:: Raw data
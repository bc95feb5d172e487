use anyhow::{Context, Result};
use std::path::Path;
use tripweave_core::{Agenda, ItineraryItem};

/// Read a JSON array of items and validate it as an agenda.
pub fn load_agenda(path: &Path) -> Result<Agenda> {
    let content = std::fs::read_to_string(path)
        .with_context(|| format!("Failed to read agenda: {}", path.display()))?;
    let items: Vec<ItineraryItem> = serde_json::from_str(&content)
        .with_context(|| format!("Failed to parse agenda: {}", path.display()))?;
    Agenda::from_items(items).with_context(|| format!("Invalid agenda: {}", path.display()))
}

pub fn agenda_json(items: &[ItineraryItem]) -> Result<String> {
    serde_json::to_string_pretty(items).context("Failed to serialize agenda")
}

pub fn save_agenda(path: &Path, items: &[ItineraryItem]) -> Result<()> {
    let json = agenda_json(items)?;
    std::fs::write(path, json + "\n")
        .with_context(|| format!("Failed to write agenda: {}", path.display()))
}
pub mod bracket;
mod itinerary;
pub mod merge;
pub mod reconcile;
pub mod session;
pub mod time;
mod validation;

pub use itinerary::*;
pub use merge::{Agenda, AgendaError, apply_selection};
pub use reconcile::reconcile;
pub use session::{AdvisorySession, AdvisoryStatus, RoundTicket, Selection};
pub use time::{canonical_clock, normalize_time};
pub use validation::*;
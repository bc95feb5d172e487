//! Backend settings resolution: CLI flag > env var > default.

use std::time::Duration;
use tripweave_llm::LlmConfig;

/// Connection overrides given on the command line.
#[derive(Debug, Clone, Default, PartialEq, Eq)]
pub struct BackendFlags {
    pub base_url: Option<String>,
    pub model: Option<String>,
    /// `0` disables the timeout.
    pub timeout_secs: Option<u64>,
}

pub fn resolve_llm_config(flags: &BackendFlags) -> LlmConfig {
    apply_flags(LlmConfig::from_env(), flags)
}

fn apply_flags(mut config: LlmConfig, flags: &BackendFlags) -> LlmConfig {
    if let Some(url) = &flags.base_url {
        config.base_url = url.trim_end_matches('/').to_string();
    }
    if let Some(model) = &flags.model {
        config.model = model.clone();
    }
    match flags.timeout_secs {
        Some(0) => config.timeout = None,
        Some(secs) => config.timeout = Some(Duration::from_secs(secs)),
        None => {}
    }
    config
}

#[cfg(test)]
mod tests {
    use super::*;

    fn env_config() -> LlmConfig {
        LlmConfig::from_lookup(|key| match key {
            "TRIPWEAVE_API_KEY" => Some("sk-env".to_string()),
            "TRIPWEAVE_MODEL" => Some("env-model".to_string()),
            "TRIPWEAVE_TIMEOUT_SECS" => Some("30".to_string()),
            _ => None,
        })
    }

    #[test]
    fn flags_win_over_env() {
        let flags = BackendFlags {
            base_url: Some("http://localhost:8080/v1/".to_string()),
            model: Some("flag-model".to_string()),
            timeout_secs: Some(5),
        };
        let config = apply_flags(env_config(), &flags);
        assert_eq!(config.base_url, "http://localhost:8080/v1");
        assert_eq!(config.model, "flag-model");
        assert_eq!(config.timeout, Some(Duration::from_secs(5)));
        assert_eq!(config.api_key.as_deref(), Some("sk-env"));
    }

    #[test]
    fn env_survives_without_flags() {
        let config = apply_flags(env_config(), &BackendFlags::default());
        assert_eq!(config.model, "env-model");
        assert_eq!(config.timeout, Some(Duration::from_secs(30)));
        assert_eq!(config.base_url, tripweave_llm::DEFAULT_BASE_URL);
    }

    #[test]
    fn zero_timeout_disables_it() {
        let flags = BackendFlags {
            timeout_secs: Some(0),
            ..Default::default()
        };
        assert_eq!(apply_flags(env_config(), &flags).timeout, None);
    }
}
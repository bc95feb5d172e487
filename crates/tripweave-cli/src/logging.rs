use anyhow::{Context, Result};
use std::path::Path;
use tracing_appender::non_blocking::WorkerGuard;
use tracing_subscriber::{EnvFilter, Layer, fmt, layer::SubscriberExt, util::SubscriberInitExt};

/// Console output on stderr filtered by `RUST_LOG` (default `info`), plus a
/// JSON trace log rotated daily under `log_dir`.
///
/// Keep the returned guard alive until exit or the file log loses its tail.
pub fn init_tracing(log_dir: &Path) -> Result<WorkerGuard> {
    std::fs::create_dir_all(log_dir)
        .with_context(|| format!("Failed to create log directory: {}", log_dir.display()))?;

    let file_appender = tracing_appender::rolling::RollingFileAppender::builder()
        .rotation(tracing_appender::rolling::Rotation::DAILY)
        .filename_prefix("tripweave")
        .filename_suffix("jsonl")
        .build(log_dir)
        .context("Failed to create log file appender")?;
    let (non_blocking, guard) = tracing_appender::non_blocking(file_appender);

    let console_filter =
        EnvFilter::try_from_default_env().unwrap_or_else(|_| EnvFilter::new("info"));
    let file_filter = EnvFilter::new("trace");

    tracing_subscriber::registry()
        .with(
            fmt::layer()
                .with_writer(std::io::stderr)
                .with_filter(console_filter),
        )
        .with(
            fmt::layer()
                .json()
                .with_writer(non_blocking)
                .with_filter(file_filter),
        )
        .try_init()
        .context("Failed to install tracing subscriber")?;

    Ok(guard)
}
::::
> Your goal: Every line above with the string "Duration" in it needs to be copied.

> Solved exercise:
use std::time::Duration;
        Some(secs) => config.timeout = Some(Duration::from_secs(secs)),
        assert_eq!(config.timeout, Some(Duration::from_secs(5)));
        assert_eq!(config.timeout, Some(Duration::from_secs(30)));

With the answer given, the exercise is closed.